Ramsay’s functions within the Order were vital to its basic operations. His duties in Scotland were extremely important to the survival of the Red Cross of Gold to the extent that they would have an extremely hard time finding financial backing for their endeavors without him. Gone were the days when young men and their families stood in line, waiting to hand over huge properties and assets simply for the honor of serving in the Order. They still held vast tracts of real estate throughout Europe, Asia Minor and Africa, some of it more productive than others and their investment portfolio was impressive, but their expenses were enormous. Supporting a covert army in the twenty-first century was no small undertaking. Keeping it covert and useful for the furthering of the Order’s goals and objectives was indeed an accomplishment worthy of global praise, but they received no recognition for the work they did keeping the Western World free of religious oppression. As imperfect as the world was, it might have been a much darker place without their continued efforts and unsung heroes. Ramsay’s contributions to the Order made him only slightly less important than the Grand Master himself. He had been training his apprentice for ten years and the young man had only barely scraped the surface of the immense body of knowledge he would need should the occasion arise in which he would someday step into Ramsay’s shoes. The apprentice could have trained another hundred years and fallen short. In fact, Philip could not imagine anyone stepping into the Chevalier du Morte’s shoes or boots. The idea was appalling. He firmly believed that ultimately it had been Mark Andrew’s monetary worth that saved him from exile or execution upon his return from America seven years ago. The Grand Master was nothing if not shrewd. Ramsay’s loss, to say the least, would have had devastating results; however, he could not simply be allowed to continue without some form of punishment for the string of appalling crimes that had confessed at the hearing. Philip had known Ramsay for years upon years and never would he have suspected him of such heinous activities. But did one man ever really know another?

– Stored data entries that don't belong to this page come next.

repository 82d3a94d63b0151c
pub mod http;
use std::str::FromStr;
use std::sync::Arc;

use super::job_dto::JobDto;
use crate::domain::job::{JobError, JobId, JobService, JobStatus};

#[derive(Debug, Clone)]
pub struct TransitionJobCommand {
  pub job_id: String,
  pub to: String,
  pub issue_details: Option<String>,
}

/// Moves a job to a new status. Reporting an issue and archiving go through
/// their dedicated service operations so their bookkeeping is applied.
pub struct TransitionJobUseCase {
  job_service: Arc<JobService>,
}

impl TransitionJobUseCase {
  pub fn new(job_service: Arc<JobService>) -> Self {
    Self { job_service }
  }

  pub async fn execute(&self, command: TransitionJobCommand) -> Result<JobDto, JobError> {
    let job_id = JobId::parse(command.job_id)?;
    let to = JobStatus::from_str(&command.to)?;

    let job = match to {
      JobStatus::Issues => {
        let details = command.issue_details.unwrap_or_default();
        self.job_service.report_issue(&job_id, details).await?
      }
      JobStatus::Archived => self.job_service.archive_job(&job_id).await?,
      _ => self.job_service.transition_job(&job_id, to, None).await?,
    };

    Ok(job.into())
  }
}

pub struct ResolveIssueUseCase {
  job_service: Arc<JobService>,
}

impl ResolveIssueUseCase {
  pub fn new(job_service: Arc<JobService>) -> Self {
    Self { job_service }
  }

  pub async fn execute(&self, job_id: String) -> Result<JobDto, JobError> {
    let job_id = JobId::parse(job_id)?;
    Ok(self.job_service.resolve_issue(&job_id).await?.into())
  }
}

#[cfg(test)]
mod tests {
  use super::*;
  use crate::domain::job::entities::tests::new_job;
  use crate::infrastructure::persistence::memory::test_support::services;

  #[tokio::test]
  async fn test_issue_round_trip_restores_previous_status() {
    let (_, svc) = services();
    let job = svc.jobs.create_job(new_job()).await.unwrap();
    let jobs = Arc::new(svc.jobs);
    let transition = TransitionJobUseCase::new(jobs.clone());
    let resolve = ResolveIssueUseCase::new(jobs);

    let missing_details = transition
      .execute(TransitionJobCommand {
        job_id: job.id.to_string(),
        to: "issues".to_string(),
        issue_details: None,
      })
      .await;
    assert!(matches!(missing_details, Err(JobError::Transition(_))));

    let reported = transition
      .execute(TransitionJobCommand {
        job_id: job.id.to_string(),
        to: "issues".to_string(),
        issue_details: Some("Tail lift broken".to_string()),
      })
      .await
      .unwrap();
    assert_eq!(reported.status, "issues");
    assert_eq!(reported.status_before_issue.as_deref(), Some("booked"));
    assert_eq!(reported.issue_details.as_deref(), Some("Tail lift broken"));

    let resolved = resolve.execute(job.id.to_string()).await.unwrap();
    assert_eq!(resolved.status, "booked");
    assert_eq!(resolved.issue_details, None);
  }

  #[tokio::test]
  async fn test_unknown_status_is_a_validation_error() {
    let (_, svc) = services();
    let job = svc.jobs.create_job(new_job()).await.unwrap();
    let use_case = TransitionJobUseCase::new(Arc::new(svc.jobs));

    let result = use_case
      .execute(TransitionJobCommand {
        job_id: job.id.to_string(),
        to: "teleported".to_string(),
        issue_details: None,
      })
      .await;
    assert!(matches!(result, Err(JobError::Validation(_))));
  }
}
pub mod change_invoice_status;
pub mod create_invoice_from_job;
pub mod create_payment_intent;
pub mod create_self_invoice;
pub mod invoice_dto;
pub mod list_invoices;
pub mod mark_overdue_invoices;

pub use change_invoice_status::{
  ChangeInvoiceStatusCommand, ChangeInvoiceStatusResponse, ChangeInvoiceStatusUseCase,
};
pub use create_invoice_from_job::{
  CreateInvoiceFromJobCommand, CreateInvoiceFromJobUseCase, InvoiceOutcome,
};
pub use create_payment_intent::{
  CreatePaymentIntentUseCase, PaymentIntentError, PaymentIntentResponse,
};
pub use create_self_invoice::{CreateSelfInvoiceCommand, CreateSelfInvoiceUseCase};
pub use invoice_dto::{InvoiceDto, InvoiceLineItemDto, InvoiceSummaryDto};
pub use list_invoices::{
  GetInvoiceSummaryUseCase, GetInvoiceUseCase, InvoiceSummaryResponse, ListInvoicesCommand,
  ListInvoicesResponse, ListInvoicesUseCase,
};
pub use mark_overdue_invoices::{MarkOverdueInvoicesUseCase, MarkOverdueResponse};
//! Application layer
//!
//! This layer contains use cases that orchestrate domain logic to implement
//! application-specific workflows. Use cases coordinate domain services,
//! repositories, and other components to fulfill business requirements.

pub mod common;
pub mod company;
pub mod dashboard;
pub mod invoice;
pub mod job;
pub mod validation;
pub mod webhook;
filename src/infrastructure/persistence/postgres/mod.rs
use std::fmt::Display;

use crate::domain::shared::RepositoryError;

pub mod company_repository;
pub mod invoice_repository;
pub mod job_repository;
pub mod webhook_event_repository;

pub use company_repository::PostgresCompanyRepository;
pub use invoice_repository::PostgresInvoiceRepository;
pub use job_repository::PostgresJobRepository;
pub use webhook_event_repository::PostgresWebhookEventRepository;

/// Wraps a row that no longer parses into its domain type
pub(crate) fn corrupt(err: impl Display) -> RepositoryError {
  RepositoryError::CorruptRecord(err.to_string())
}

#[cfg(test)]
pub mod test_db {
  use sqlx::PgPool;
  use sqlx::postgres::PgPoolOptions;
  use testcontainers::ImageExt;
  use testcontainers_modules::postgres::Postgres;
  use testcontainers_modules::testcontainers::{ContainerAsync, runners::AsyncRunner};

  pub async fn setup_test_db() -> (PgPool, ContainerAsync<Postgres>) {
    let container = Postgres::default()
      .with_tag("16-alpine")
      .start()
      .await
      .expect("Failed to start postgres container");

    let host = container.get_host().await.expect("Failed to get host");
    let port = container
      .get_host_port_ipv4(5432)
      .await
      .expect("Failed to get port");
    let database_url = format!("postgres://postgres:postgres@{}:{}/postgres", host, port);

    let pool = PgPoolOptions::new()
      .max_connections(5)
      .connect(&database_url)
      .await
      .expect("Failed to connect to test database");

    sqlx::migrate!("./migrations")
      .run(&pool)
      .await
      .expect("Failed to run migrations");

    (pool, container)
  }
}
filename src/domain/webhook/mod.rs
pub mod entities;
pub mod errors;
pub mod ports;

pub use entities::{PayloadFormat, WebhookEvent, WebhookEventId};
pub use errors::WebhookError;
pub use ports::WebhookEventRepository;
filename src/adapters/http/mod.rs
pub mod dtos;
pub mod errors;
pub mod handlers;
pub mod middleware;
pub mod routes;

// Re-export commonly used types
pub use dtos::{ErrorResponse, HealthResponse};
pub use errors::ApiError;
pub use handlers::health::health_handler;
pub use middleware::{ActorExt, ActorMiddleware};
pub use routes::{
  ApiDependencies, CompanyRouteDependencies, InvoiceRouteDependencies, JobRouteDependencies,
  configure_api_routes, configure_webhook_routes, json_config, query_config,
};
pub mod access;
pub mod company;
pub mod invoice;
pub mod job;
pub mod payment;
pub mod shared;
pub mod webhook;
use thiserror::Error;

use crate::domain::shared::RepositoryError;

#[derive(Debug, Error)]
pub enum WebhookError {
  #[error("integration_id query parameter is required")]
  MissingIntegrationId,

  #[error("Invalid integration id: {0}")]
  InvalidIntegrationId(String),

  #[error("Unsupported content type: {0}")]
  UnsupportedContentType(String),

  #[error("Invalid payload: {0}")]
  InvalidPayload(String),

  #[error("Repository error: {0}")]
  Repository(#[from] RepositoryError),
}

If Ramsay had not fallen, they might never have known about his disease and he might never have come forward. It had been Ramsay’s own overblown sense of honor and duty that had led him to offer his head on a platter to the venerable Master once the thing was revealed. Edgard d’Bouchart could have rid himself of the one serious threat to his own mastery in all the rank and file of the Order. But even Edgard needed pocket change and he had been not a little bit worried that Ramsay’s execution might have caused an irreparable breach in the cohesion betwixt the members of the Council of Twelve. Ramsay’s supporters and friends were staunch and loyal to the man, but for the most part, though all the members respected him, they also had a deep-seated fear of him and everything he represented. When missions arose, Ramsay’s name was usually at the top of the list of possible choices for mission commander. The Scot was straightforward and practical. His knowledge of military operations, especially covert operations, was second only to the innate knowledge possessed by the Chevalier d’Epee, the Knight of the Sword, but regrettably, the venerable Chevalier d’Epee had been replaced by his apprentice a mere seven years ago and the former Knight of the Sword had been dispatched into the ether with the Golden Sword of the Cherubim wielded by none other than Mark Ramsay himself. The thing had apparently been unavoidable, but with Thomas Beaujold out of the way, Ramsay’s seniority was equaled only by the Ritter von Hetz and the Seneschal. With one blow, Ramsay had elevated himself to the most valuable player on any potential team.